The rapid development of computational approaches for predicting the structures of T cell receptors (TCRs) and TCR-peptide-major histocompatibility (TCR-pMHC) complexes, accelerated by AI breakthroughs such as AlphaFold, has made it feasible to calculate these structures with increasing accuracy. Although these tools show great potential, their relative accuracy and limitations remain unclear due to the lack of standardized benchmarks. Here, we systematically evaluate seven tools for predicting isolated TCR structures together with six tools for predicting TCR-pMHC complex structures. The methods include homology-based approaches, general prediction tools using AlphaFold, TCR-specific tools derived from AlphaFold2, and the newly developed tFold-TCR model. The evaluation uses a post-training data set comprising 40 αβ TCRs and 27 TCR-pMHC complexes (21 Class I and 6 Class II). Model accuracy is assessed at global, local, and interface levels using a variety of metrics. We find that each tool offers distinct advantages in various aspects of its predictions. AlphaFold2, AlphaFold3, and tFold-TCR excel in overall accuracy of TCR structure prediction, and TCRmodel2 and AlphaFold2 perform well in overall accuracy of TCR-pMHC structure prediction. However, TCR-specific tools derived from AlphaFold2 show lower accuracy in the framework region than both homology-based methods and general-purpose tools such as AlphaFold, and challenges remain for all in modeling CDR3 loops, docking orientations, TCR-peptide interfaces, and Class II MHC-peptide interfaces. These findings will guide researchers in selecting appropriate tools, emphasize the importance of using multiple evaluation metrics to assess model performance, and offer suggestions for improving TCR and TCR-pMHC structure prediction tools.

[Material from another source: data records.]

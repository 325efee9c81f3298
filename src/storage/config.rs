use serde::{Deserialize, Serialize};
use std::path::{Path, PathBuf};
use thiserror::Error;

use crate::availability::Day;

#[derive(Debug, Error)]
pub enum ConfigError {
    #[error("Failed to read config file: {0}")]
    ReadError(#[from] std::io::Error),
    #[error("Failed to parse config: {0}")]
    ParseError(#[from] toml::de::Error),
    #[error("Failed to serialize config: {0}")]
    SerializeError(#[from] toml::ser::Error),
    #[error("Invalid first_day_of_week: {0}")]
    InvalidDay(String),
}

#[derive(Debug, Clone, Serialize, Deserialize, PartialEq)]
pub struct Config {
    pub display: DisplayConfig,
    pub logging: LoggingConfig,
}

#[derive(Debug, Clone, Copy, Serialize, Deserialize, PartialEq, Eq)]
#[serde(rename_all = "lowercase")]
pub enum DayLabels {
    Short,
    Long,
}

#[derive(Debug, Clone, Copy, Serialize, Deserialize, PartialEq, Eq)]
#[serde(rename_all = "lowercase")]
pub enum HourAxis {
    Full,
    Occupied,
}

#[derive(Debug, Clone, Serialize, Deserialize, PartialEq)]
pub struct DisplayConfig {
    pub first_day_of_week: String,
    pub day_labels: DayLabels,
    pub hour_axis: HourAxis,
}

#[derive(Debug, Clone, Serialize, Deserialize, PartialEq)]
pub struct LoggingConfig {
    pub level: String,
    pub directory: PathBuf,
}

impl DisplayConfig {
    pub fn first_day(&self) -> Result<Day, ConfigError> {
        self.first_day_of_week
            .parse()
            .map_err(|_| ConfigError::InvalidDay(self.first_day_of_week.clone()))
    }
}

impl Config {
    pub fn from_toml(content: &str) -> Result<Self, ConfigError> {
        let config: Config = toml::from_str(content)?;
        config.display.first_day()?;
        Ok(config)
    }

    pub fn load_or_create() -> Result<Self, ConfigError> {
        Self::load_or_create_at(&Self::config_path())
    }

    pub fn load_or_create_at(config_path: &Path) -> Result<Self, ConfigError> {
        if config_path.exists() {
            let content = std::fs::read_to_string(config_path)?;
            Self::from_toml(&content)
        } else {
            let config = Self::default();
            config.save_to(config_path)?;
            Ok(config)
        }
    }

    pub fn config_dir() -> PathBuf {
        dirs::config_dir()
            .unwrap_or_else(|| PathBuf::from("."))
            .join("tutor-availability")
    }

    pub fn config_path() -> PathBuf {
        Self::config_dir().join("config.toml")
    }

    pub fn save_to(&self, config_path: &Path) -> Result<(), ConfigError> {
        if let Some(parent) = config_path.parent() {
            std::fs::create_dir_all(parent)?;
        }

        let content = toml::to_string_pretty(self)?;
        std::fs::write(config_path, content)?;

        Ok(())
    }
}

impl Default for Config {
    fn default() -> Self {
        Self {
            display: DisplayConfig {
                first_day_of_week: "Sunday".to_string(),
                day_labels: DayLabels::Short,
                hour_axis: HourAxis::Occupied,
            },
            logging: LoggingConfig {
                level: "info".to_string(),
                directory: Self::config_dir(),
            },
        }
    }
}
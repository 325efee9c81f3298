use std::{
    env, fs,
    io::{self, Read},
    path::PathBuf,
};

use anyhow::{Context, Result};
use serde_json::Value;

use tutor_availability::{
    availability::{compact, expand_with_report},
    session::{describe, SessionAvailability},
    storage::config::Config,
    ui::weekly_table::{calculate_layout, TableOptions},
};

pub const USAGE: &str = "Usage: tutor-availability <project|normalize|describe> [FILE]";

#[derive(Debug, Clone, PartialEq)]
pub enum CliMode {
    Project(Option<PathBuf>),
    Normalize(Option<PathBuf>),
    Describe(Option<PathBuf>),
    Help,
}

pub fn parse_cli_mode() -> Result<CliMode, String> {
    parse_args(env::args().skip(1))
}

pub fn parse_args<I>(args: I) -> Result<CliMode, String>
where
    I: IntoIterator<Item = String>,
{
    let mut args = args.into_iter();

    let Some(command) = args.next() else {
        return Err("Missing command".to_string());
    };
    let file = args.next().map(PathBuf::from);
    if let Some(extra) = args.next() {
        return Err(format!("Unexpected argument: {}", extra));
    }

    match command.as_str() {
        "project" => Ok(CliMode::Project(file)),
        "normalize" => Ok(CliMode::Normalize(file)),
        "describe" => Ok(CliMode::Describe(file)),
        "--help" | "-h" | "help" => Ok(CliMode::Help),
        _ => Err(format!("Unknown command: {}", command)),
    }
}

fn read_input(file: Option<&PathBuf>) -> Result<String> {
    match file {
        Some(path) => fs::read_to_string(path)
            .with_context(|| format!("Failed to read {}", path.display())),
        None => {
            let mut buffer = String::new();
            io::stdin()
                .read_to_string(&mut buffer)
                .context("Failed to read stdin")?;
            Ok(buffer)
        }
    }
}

pub fn parse_session(input: &str) -> Result<SessionAvailability> {
    let value: Value = serde_json::from_str(input).context("Input is not valid JSON")?;
    match value {
        Value::Array(records) => Ok(SessionAvailability {
            available_times: Some(records),
        }),
        Value::Null => Ok(SessionAvailability::default()),
        other => serde_json::from_value(other).context("Input is not a tutoring session"),
    }
}

pub struct NormalizeOutput {
    pub json: String,
    pub warnings: Vec<String>,
}

pub fn project_text(session: &SessionAvailability, options: &TableOptions) -> String {
    calculate_layout(&session.projection(), options).render()
}

pub fn normalize_text(session: &SessionAvailability) -> Result<NormalizeOutput> {
    let expansion = expand_with_report(session.records());
    let warnings = expansion
        .skipped
        .iter()
        .map(|skipped| format!("warning: record {} skipped: {}", skipped.index, skipped.error))
        .collect();
    let json = serde_json::to_string_pretty(&compact(&expansion.grid))?;
    Ok(NormalizeOutput { json, warnings })
}

pub fn describe_text(session: &SessionAvailability) -> String {
    let lines = describe(&compact(&session.grid()));
    if lines.is_empty() {
        "No availability".to_string()
    } else {
        lines.join("\n")
    }
}

pub fn run(mode: CliMode, config: &Config) -> Result<()> {
    match mode {
        CliMode::Help => println!("{}", USAGE),
        CliMode::Project(file) => {
            let session = parse_session(&read_input(file.as_ref())?)?;
            let options = TableOptions::from_config(&config.display)?;
            println!("{}", project_text(&session, &options));
        }
        CliMode::Normalize(file) => {
            let session = parse_session(&read_input(file.as_ref())?)?;
            let output = normalize_text(&session)?;
            for warning in &output.warnings {
                eprintln!("{}", warning);
            }
            println!("{}", output.json);
        }
        CliMode::Describe(file) => {
            let session = parse_session(&read_input(file.as_ref())?)?;
            println!("{}", describe_text(&session));
        }
    }
    Ok(())
}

在诸如AlphaFold等人工智能突破的推动下,预测T细胞受体(TCR)和TCR-肽-主要组织相容性复合体(TCR-pMHC)结构的计算方法迅速发展,使得以越来越高的精度计算这些结构成为可能。尽管这些工具显示出巨大潜力,但由于缺乏标准化基准,它们的相对准确性和局限性仍不明确。在这里,我们系统地评估了七种预测孤立TCR结构的工具以及六种预测TCR-pMHC复合体结构的工具。这些方法包括基于同源性的方法、使用AlphaFold的通用预测工具、源自AlphaFold2的TCR特异性工具以及新开发的tFold-TCR模型。评估使用了一个包含40个αβ TCR和27个TCR-pMHC复合体(21个I类和6个II类)的训练后数据集。使用各种指标在全局、局部和界面水平评估模型准确性。我们发现每个工具在其预测的各个方面都有独特的优势。AlphaFold2、AlphaFold3和tFold-TCR在TCR结构预测的整体准确性方面表现出色,而TCRmodel2和AlphaFold2在TCR-pMHC结构预测的整体准确性方面表现良好。然而,源自AlphaFold2的TCR特异性工具在框架区域的准确性低于基于同源性的方法和诸如AlphaFold等通用工具,并且在对CDR3环、对接方向、TCR-肽界面和II类MHC-肽界面进行建模方面,所有工具都仍然面临挑战。这些发现将指导研究人员选择合适的工具,强调使用多种评估指标评估模型性能的重要性,并为改进TCR和TCR-pMHC结构预测工具提供建议。